Number of Insolvency Service solutions for indebted up 70%
State body accused of relying on spin to mask ‘a critical repossession and housing crisis’
Lorcan O’Connor, director of the Insolvency Service of Ireland, has welcomed the fact that ‘the number of people availing of the debt solutions available through the ISI continues to grow’. Photograph: Eric Luke/The Irish Times.
The number of permanent solutions reached between heavily indebted borrowers and their lenders through the Insolvency Service of Ireland (ISI) increased by 70 per cent last year.
The rise has been welcomed by the service but the figures have been dismissed as “disingenuous spin” by critics who insist the regieme is “not fit for purpose”.
The numbers using the ISI to free themselves from debts they can no longer repay has risen sharply since 2014 but represents less than 1 per cent of those who are in mortgage distress. The rate at which Irish banks reject insolvency applications remains relatively high compared to that in the UK.
Last year a total of 641 Personal Insolvency Arrangements were concluded dealing with €77million of mortgage debt. This represents 0.66 per cent of the total number of accounts in arrears and just 1.2 per cent of accounts in arrears for two years or more
All told, 1,700 people agreed long-term deals with banks in 2015 while the numbers using the services of the ISI jumped by 18 per cent over the last three months of the year.
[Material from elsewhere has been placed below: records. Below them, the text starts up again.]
#[cfg(test)]
mod tests {
    use super::*;
    use crate::random::SequenceRandom;

    fn imp(kind: &str) -> Improvement {
        Improvement {
            kind: kind.into(),
            description: None,
            impact: None,
            paths_affected: None,
        }
    }

    #[test]
    fn defaults_match_seed_record() {
        let store = EvolutionStore::new(Utc::now());
        let snap = store.snapshot(Utc::now());
        assert_eq!(snap.metrics.total_cycles, 23);
        assert_eq!(snap.metrics.improvements_made, 47);
        assert_eq!(snap.engine.current_cycle, 24);
        assert_eq!(snap.engine.status, EngineStatus::Running);
        assert_eq!(snap.recent_activity.len(), 3);
        assert_eq!(snap.suggestions.len(), 3);
    }

    #[test]
    fn cycle_ids_increase_with_total() {
        let store = EvolutionStore::new(Utc::now());
        let rng = SequenceRandom::constant(0.0);
        let mut last = 0;
        for expected in 24..30 {
            let started = store.start_cycle(&rng, Utc::now());
            assert_eq!(started.data.id, expected);
            assert!(started.data.id > last);
            assert!(started.data.improvements.is_empty());
            last = started.data.id;
            assert_eq!(store.counters().cycles, expected);
        }
    }

    #[test]
    fn growth_jitter_is_bounded() {
        let store = EvolutionStore::new(Utc::now());
        let rng = SequenceRandom::constant(0.99);
        let first = store.start_cycle(&rng, Utc::now());
        assert_eq!(first.growth_update.branch_count, 13);
        assert_eq!(first.growth_update.leaf_density, 160);
        for _ in 0..20 {
            store.start_cycle(&rng, Utc::now());
        }
        let growth = store.growth(Utc::now()).seed_growth;
        assert!(growth.maturity <= 100.0);
    }

    #[test]
    fn complete_archives_and_counts() {
        let store = EvolutionStore::new(Utc::now());
        let done = store.complete_cycle(vec![imp("x")], Utc::now());
        assert_eq!(done.data.status, CycleStatus::Completed);
        assert!(done.data.end_time.is_some());
        assert_eq!(done.data.improvements.len(), 4);
        assert_eq!(store.archived_cycles(), 1);
        assert_eq!(store.counters().improvements, 48);

        let empty = store.complete_cycle(Vec::new(), Utc::now());
        assert_eq!(empty.data.improvements.len(), 3);
        assert_eq!(store.archived_cycles(), 2);
        assert_eq!(store.counters().improvements, 48);
    }

    #[test]
    fn repeated_completion_does_not_reuse_earlier_bodies() {
        let store = EvolutionStore::new(Utc::now());
        let kinds = |cycle: &Cycle| -> Vec<String> {
            cycle.improvements.iter().map(|i| i.kind.clone()).collect()
        };
        let first = store.complete_cycle(vec![imp("a")], Utc::now());
        let second = store.complete_cycle(vec![imp("b")], Utc::now());
        assert_eq!(
            kinds(&first.data),
            ["build_optimization", "code_quality", "testing", "a"]
        );
        assert_eq!(
            kinds(&second.data),
            ["build_optimization", "code_quality", "testing", "b"]
        );
        assert_eq!(store.counters().improvements, 49);

        let history = store.history();
        assert_eq!(history.len(), 2);
        assert_eq!(history[1].improvements.len(), 4);

        let activity = store.activity(Utc::now()).activity;
        assert_eq!(activity.last().unwrap().kind, "b");
    }

    #[test]
    fn history_is_capped_but_count_is_not() {
        let store = EvolutionStore::new(Utc::now());
        for _ in 0..HISTORY_CAP + 5 {
            store.complete_cycle(vec![imp("x")], Utc::now());
        }
        assert_eq!(store.history().len(), HISTORY_CAP);
        assert_eq!(store.archived_cycles(), (HISTORY_CAP + 5) as u64);
        assert_eq!(
            store.stop_engine(Utc::now()).cycles_completed,
            (HISTORY_CAP + 5) as u64
        );
    }

    #[test]
    fn new_cycle_starts_with_empty_activity() {
        let store = EvolutionStore::new(Utc::now());
        store.complete_cycle(vec![imp("a")], Utc::now());
        store.start_cycle(&SequenceRandom::constant(0.0), Utc::now());
        assert!(store.activity(Utc::now()).activity.is_empty());
    }

    #[test]
    fn read_views_expose_catalogs() {
        let store = EvolutionStore::new(Utc::now());
        let insights = store.insights(Utc::now());
        assert!(!insights.insights.is_empty());
        assert!(!insights.recommendations.is_empty());
        let suggestions = store.suggestions(Utc::now()).suggestions;
        assert_eq!(suggestions.len(), 3);
        assert_eq!(suggestions[0].id, "suggestion-1");
        let health = store.health(Utc::now());
        assert!(health.success);
        assert_eq!(health.data.overall, 85);
        assert_eq!(health.data.seed_health.maturity, 78.5);
    }

    #[test]
    fn recent_activity_keeps_last_five() {
        let store = EvolutionStore::new(Utc::now());
        store.complete_cycle(
            vec![imp("a"), imp("b"), imp("c"), imp("d")],
            Utc::now(),
        );
        let activity = store.activity(Utc::now()).activity;
        assert_eq!(activity.len(), 5);
        assert_eq!(activity[0].kind, "testing");
        assert_eq!(activity[4].kind, "d");
        assert_eq!(activity[4].paths_affected, vec!["unknown-path".to_string()]);
        assert_eq!(activity[0].id, 1);
    }

    #[test]
    fn stop_reports_archived_cycles() {
        let store = EvolutionStore::new(Utc::now());
        store.complete_cycle(Vec::new(), Utc::now());
        let stopped = store.stop_engine(Utc::now());
        assert_eq!(stopped.cycles_completed, 1);
        assert_eq!(
            store.snapshot(Utc::now()).engine.status,
            EngineStatus::Stopped
        );
        let started = store.start_engine(
            StartEngineRequest {
                mode: "manual".into(),
                cycles: 3,
            },
            Utc::now(),
        );
        assert_eq!(started.estimated_duration, "45 minutes");
        assert_eq!(
            store.snapshot(Utc::now()).engine.status,
            EngineStatus::Running
        );
    }

    #[test]
    fn apply_unknown_suggestion_is_none() {
        let store = EvolutionStore::new(Utc::now());
        assert!(store.apply_suggestion("nope", Utc::now()).is_none());
        let applied = store.apply_suggestion("suggestion-2", Utc::now()).unwrap();
        assert_eq!(
            applied.message,
            "Applying suggestion: Add circuit breaker pattern to API calls"
        );
        assert!(applied.application_id.starts_with("app-"));
        assert_eq!(applied.changes.len(), 2);
    }
}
The rise in usage is largely down to major changes to the legislation which shortened the bankruptcy period, raised the debt ceilings in some cases and saw a bank veto substantially weakened.
Of the deals done last year 479 were bankruptcies, 641 involved Personal Insolvency Arrangements (PIA), 221 Debt Settlement Arrangements (DSA) and 346 Debt Relief Notices (DRNs).
In the last quarter, the average debt-write off on mortgages as part of a PIA was just under 17 per cent although almost 70 per cent of cases saw no debt write off at all. The average write off of unsecured debt was slightly over 82 per cent.
In the last quarter of the year, more than 26 per cent of deals were rejected by banks. Vulture funds and sub-prime lenders were most likely to reject deals while Permenant TSB and Bank of Ireland had the highest number of rejections among the main banks.
Lorcan O’Connor, director of the service, welcomed the fact that “the number of people availing of the debt solutions available through the ISI continues to grow”.
He pointed to the increase in the DRN threshold to €35,000; the extension of the waiver of all ISI fees; the introduction of a court review of rejected Personal Insolvency Arrangements involving the family home and the reduction of the normal duration of bankruptcy to one year.
The Irish Mortgage Holders Association said that against a backdrop of over €4billion in arrears outstanding across family homes and investment properties, “the cheerleaders of the Insolvency Service cannot continue to rely on spin to mask what is now a critical repossession and housing crisis.”
Association chief executive David Hall said it was “depressing to be again presented with figures from the ISI that show this legislation is not fit for purpose, is not helping enough people deal with unsustainable debt and is not assisting those facing repossession like it is supposed to.”
He described it as “frustrating to have the State body responsible for implementing the legislation spinning the figures in a most disingenuous way instead of calling the reforms needed in the legislation and process to make, as we all want, the Insolvency service to work”
In the last quarter, the average debt-write off of mortgage debt as part of a PIA was just under 17 per cent although almost 70 per cent of cases saw no debt write off at all. The average write off of unsecured debt was slightly over 82 per cent.
People with unsecured borrowings of up to €35,000 and little or no assets can have their debts completely written off without any interference permitted by creditors when they are granted a DRN by the ISI. Until last year the maximum was €20,000.
A DSA only includes unsecured debts without a limit on the amount of debt while a PIA has a limit of €3 million and allows someone to come to an arrangement for their unsecured debt - such as credit cards - over a period of up to six years (and seven in certain circumstances). Secured debt, such as a mortgage, is also eligible for inclusion in a PIA and can be restructured - potentially allowing for a write-down of a portion of negative equity for example .
Bankruptcy is a High Court process that deals with both unsecured debt such as personal loans, credit card and business loans, and secured debt such as mortgages. When the process is over the slate is wiped clean and all debts are written off. In December the bankruptcy period in the Republic was reduced from three years to one.